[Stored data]
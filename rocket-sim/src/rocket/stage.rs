// Copyright 2025 John Brosnihan
//
// Licensed under the Apache License, Version 2.0 (the "License");
// you may not use this file except in compliance with the License.
// You may obtain a copy of the License at
//
//     http://www.apache.org/licenses/LICENSE-2.0
//
// Unless required by applicable law or agreed to in writing, software
// distributed under the License is distributed on an "AS IS" BASIS,
// WITHOUT WARRANTIES OR CONDITIONS OF ANY KIND, either express or implied.
// See the License for the specific language governing permissions and
// limitations under the License.
//! Update stages of a rocket frame
//!
//! Stages run strictly one after another in [`UpdateStage::ORDER`]. The
//! order is load-bearing:
//!
//! - the throttle settles before engines read it
//! - engines book fuel demand before tanks are drained
//! - tanks are drained before the next frame samples fuel availability

use std::fmt;

/// One pass over a single component system
#[derive(Debug, Clone, Copy, PartialEq, Eq, PartialOrd, Ord, Hash)]
pub enum UpdateStage {
    /// Throttle levers integrate their mode
    Throttle,
    /// Reaction wheels emit torque
    Torque,
    /// Engines emit force and book fuel demand
    Thrust,
    /// Tanks draw the booked demand
    Fuel,
    /// Emitters follow the new state
    Particle,
}

impl UpdateStage {
    /// Fixed execution order within a frame
    pub const ORDER: [UpdateStage; 5] = [
        UpdateStage::Throttle,
        UpdateStage::Torque,
        UpdateStage::Thrust,
        UpdateStage::Fuel,
        UpdateStage::Particle,
    ];

    /// Position of the stage within a frame
    pub fn index(self) -> usize {
        self as usize
    }
}

impl fmt::Display for UpdateStage {
    fn fmt(&self, f: &mut fmt::Formatter<'_>) -> fmt::Result {
        let name = match self {
            UpdateStage::Throttle => "throttle",
            UpdateStage::Torque => "torque",
            UpdateStage::Thrust => "thrust",
            UpdateStage::Fuel => "fuel",
            UpdateStage::Particle => "particle",
        };
        f.write_str(name)
    }
}
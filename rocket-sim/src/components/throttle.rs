// Copyright 2025 John Brosnihan
//
// Licensed under the Apache License, Version 2.0 (the "License");
// you may not use this file except in compliance with the License.
// You may obtain a copy of the License at
//
//     http://www.apache.org/licenses/LICENSE-2.0
//
// Unless required by applicable law or agreed to in writing, software
// distributed under the License is distributed on an "AS IS" BASIS,
// WITHOUT WARRANTIES OR CONDITIONS OF ANY KIND, either express or implied.
// See the License for the specific language governing permissions and
// limitations under the License.
//! Throttle lever
//!
//! The throttle is a rate integrator keyed by a mode flag. The mode is set
//! from input events and never changes on its own; each frame the level moves
//! at a fixed rate in the direction the mode says and is then clamped to
//! [0, 1].

use crate::ecs::{Component, UpdateContext};

/// Default lever speed in full-scale units per second
pub const DEFAULT_THROTTLE_CHANGE_RATE: f64 = 0.5;

/// Lever mode
#[derive(Debug, Clone, Copy, PartialEq, Eq, Hash, Default, serde::Serialize, serde::Deserialize)]
#[serde(rename_all = "lowercase")]
pub enum ThrottleState {
    /// Engine cut: the level drops to zero immediately
    #[default]
    Off,
    /// Level rises at the change rate
    Up,
    /// Level falls at the change rate
    Down,
    /// Level stays where it is
    Hold,
}

impl ThrottleState {
    /// Next throttle level after `dt` seconds in this mode, clamped to [0, 1]
    pub fn integrate(self, percent: f64, change_rate: f64, dt: f64) -> f64 {
        let next = match self {
            ThrottleState::Off => 0.0,
            ThrottleState::Up => percent + change_rate * dt,
            ThrottleState::Down => percent - change_rate * dt,
            ThrottleState::Hold => percent,
        };
        next.clamp(0.0, 1.0)
    }
}

/// Throttle level of a rocket (or of a single part that has its own lever)
#[derive(Debug, Clone, PartialEq)]
pub struct ThrottleComponent {
    state: ThrottleState,
    percent: f64,
    change_rate: f64,
}

impl ThrottleComponent {
    /// Create a closed throttle that moves at `change_rate` per second
    ///
    /// Negative or non-finite rates fall back to the default rate.
    pub fn new(change_rate: f64) -> Self {
        let change_rate = if change_rate.is_finite() && change_rate >= 0.0 {
            change_rate
        } else {
            log::warn!(
                "invalid throttle change rate {}, using {}",
                change_rate,
                DEFAULT_THROTTLE_CHANGE_RATE
            );
            DEFAULT_THROTTLE_CHANGE_RATE
        };

        ThrottleComponent {
            state: ThrottleState::Off,
            percent: 0.0,
            change_rate,
        }
    }

    /// Current lever mode
    pub fn state(&self) -> ThrottleState {
        self.state
    }

    /// Switch the lever mode; takes effect on the next update
    pub fn set_state(&mut self, state: ThrottleState) {
        self.state = state;
    }

    /// Current level in [0, 1]
    pub fn percent(&self) -> f64 {
        self.percent
    }

    /// Lever speed in full-scale units per second
    pub fn change_rate(&self) -> f64 {
        self.change_rate
    }

    /// Advance the level by `dt` seconds
    pub fn advance(&mut self, dt: f64) {
        if !dt.is_finite() {
            log::warn!("ignoring non-finite throttle step {}", dt);
            return;
        }
        self.percent = self.state.integrate(self.percent, self.change_rate, dt);
    }
}

impl Default for ThrottleComponent {
    fn default() -> Self {
        ThrottleComponent::new(DEFAULT_THROTTLE_CHANGE_RATE)
    }
}

impl Component for ThrottleComponent {
    fn update(&mut self, ctx: &mut UpdateContext<'_>) {
        self.advance(ctx.dt);
    }
}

#### [What you will do]
For this exercise, retype each entry from above exactly as it stands.

#### [Exercise result]
filename rocket-sim/src/rocket/stage.rs
// Copyright 2025 John Brosnihan
//
// Licensed under the Apache License, Version 2.0 (the "License");
// you may not use this file except in compliance with the License.
// You may obtain a copy of the License at
//
//     http://www.apache.org/licenses/LICENSE-2.0
//
// Unless required by applicable law or agreed to in writing, software
// distributed under the License is distributed on an "AS IS" BASIS,
// WITHOUT WARRANTIES OR CONDITIONS OF ANY KIND, either express or implied.
// See the License for the specific language governing permissions and
// limitations under the License.
//! Update stages of a rocket frame
//!
//! Stages run strictly one after another in [`UpdateStage::ORDER`]. The
//! order is load-bearing:
//!
//! - the throttle settles before engines read it
//! - engines book fuel demand before tanks are drained
//! - tanks are drained before the next frame samples fuel availability

use std::fmt;

/// One pass over a single component system
#[derive(Debug, Clone, Copy, PartialEq, Eq, PartialOrd, Ord, Hash)]
pub enum UpdateStage {
    /// Throttle levers integrate their mode
    Throttle,
    /// Reaction wheels emit torque
    Torque,
    /// Engines emit force and book fuel demand
    Thrust,
    /// Tanks draw the booked demand
    Fuel,
    /// Emitters follow the new state
    Particle,
}

impl UpdateStage {
    /// Fixed execution order within a frame
    pub const ORDER: [UpdateStage; 5] = [
        UpdateStage::Throttle,
        UpdateStage::Torque,
        UpdateStage::Thrust,
        UpdateStage::Fuel,
        UpdateStage::Particle,
    ];

    /// Position of the stage within a frame
    pub fn index(self) -> usize {
        self as usize
    }
}

impl fmt::Display for UpdateStage {
    fn fmt(&self, f: &mut fmt::Formatter<'_>) -> fmt::Result {
        let name = match self {
            UpdateStage::Throttle => "throttle",
            UpdateStage::Torque => "torque",
            UpdateStage::Thrust => "thrust",
            UpdateStage::Fuel => "fuel",
            UpdateStage::Particle => "particle",
        };
        f.write_str(name)
    }
}
filename rocket-sim/src/components/throttle.rs
// Copyright 2025 John Brosnihan
//
// Licensed under the Apache License, Version 2.0 (the "License");
// you may not use this file except in compliance with the License.
// You may obtain a copy of the License at
//
//     http://www.apache.org/licenses/LICENSE-2.0
//
// Unless required by applicable law or agreed to in writing, software
// distributed under the License is distributed on an "AS IS" BASIS,
// WITHOUT WARRANTIES OR CONDITIONS OF ANY KIND, either express or implied.
// See the License for the specific language governing permissions and
// limitations under the License.
//! Throttle lever
//!
//! The throttle is a rate integrator keyed by a mode flag. The mode is set
//! from input events and never changes on its own; each frame the level moves
//! at a fixed rate in the direction the mode says and is then clamped to
//! [0, 1].

use crate::ecs::{Component, UpdateContext};

/// Default lever speed in full-scale units per second
pub const DEFAULT_THROTTLE_CHANGE_RATE: f64 = 0.5;

/// Lever mode
#[derive(Debug, Clone, Copy, PartialEq, Eq, Hash, Default, serde::Serialize, serde::Deserialize)]
#[serde(rename_all = "lowercase")]
pub enum ThrottleState {
    /// Engine cut: the level drops to zero immediately
    #[default]
    Off,
    /// Level rises at the change rate
    Up,
    /// Level falls at the change rate
    Down,
    /// Level stays where it is
    Hold,
}

impl ThrottleState {
    /// Next throttle level after `dt` seconds in this mode, clamped to [0, 1]
    pub fn integrate(self, percent: f64, change_rate: f64, dt: f64) -> f64 {
        let next = match self {
            ThrottleState::Off => 0.0,
            ThrottleState::Up => percent + change_rate * dt,
            ThrottleState::Down => percent - change_rate * dt,
            ThrottleState::Hold => percent,
        };
        next.clamp(0.0, 1.0)
    }
}

/// Throttle level of a rocket (or of a single part that has its own lever)
#[derive(Debug, Clone, PartialEq)]
pub struct ThrottleComponent {
    state: ThrottleState,
    percent: f64,
    change_rate: f64,
}

impl ThrottleComponent {
    /// Create a closed throttle that moves at `change_rate` per second
    ///
    /// Negative or non-finite rates fall back to the default rate.
    pub fn new(change_rate: f64) -> Self {
        let change_rate = if change_rate.is_finite() && change_rate >= 0.0 {
            change_rate
        } else {
            log::warn!(
                "invalid throttle change rate {}, using {}",
                change_rate,
                DEFAULT_THROTTLE_CHANGE_RATE
            );
            DEFAULT_THROTTLE_CHANGE_RATE
        };

        ThrottleComponent {
            state: ThrottleState::Off,
            percent: 0.0,
            change_rate,
        }
    }

    /// Current lever mode
    pub fn state(&self) -> ThrottleState {
        self.state
    }

    /// Switch the lever mode; takes effect on the next update
    pub fn set_state(&mut self, state: ThrottleState) {
        self.state = state;
    }

    /// Current level in [0, 1]
    pub fn percent(&self) -> f64 {
        self.percent
    }

    /// Lever speed in full-scale units per second
    pub fn change_rate(&self) -> f64 {
        self.change_rate
    }

    /// Advance the level by `dt` seconds
    pub fn advance(&mut self, dt: f64) {
        if !dt.is_finite() {
            log::warn!("ignoring non-finite throttle step {}", dt);
            return;
        }
        self.percent = self.state.integrate(self.percent, self.change_rate, dt);
    }
}

impl Default for ThrottleComponent {
    fn default() -> Self {
        ThrottleComponent::new(DEFAULT_THROTTLE_CHANGE_RATE)
    }
}

impl Component for ThrottleComponent {
    fn update(&mut self, ctx: &mut UpdateContext<'_>) {
        self.advance(ctx.dt);
    }
}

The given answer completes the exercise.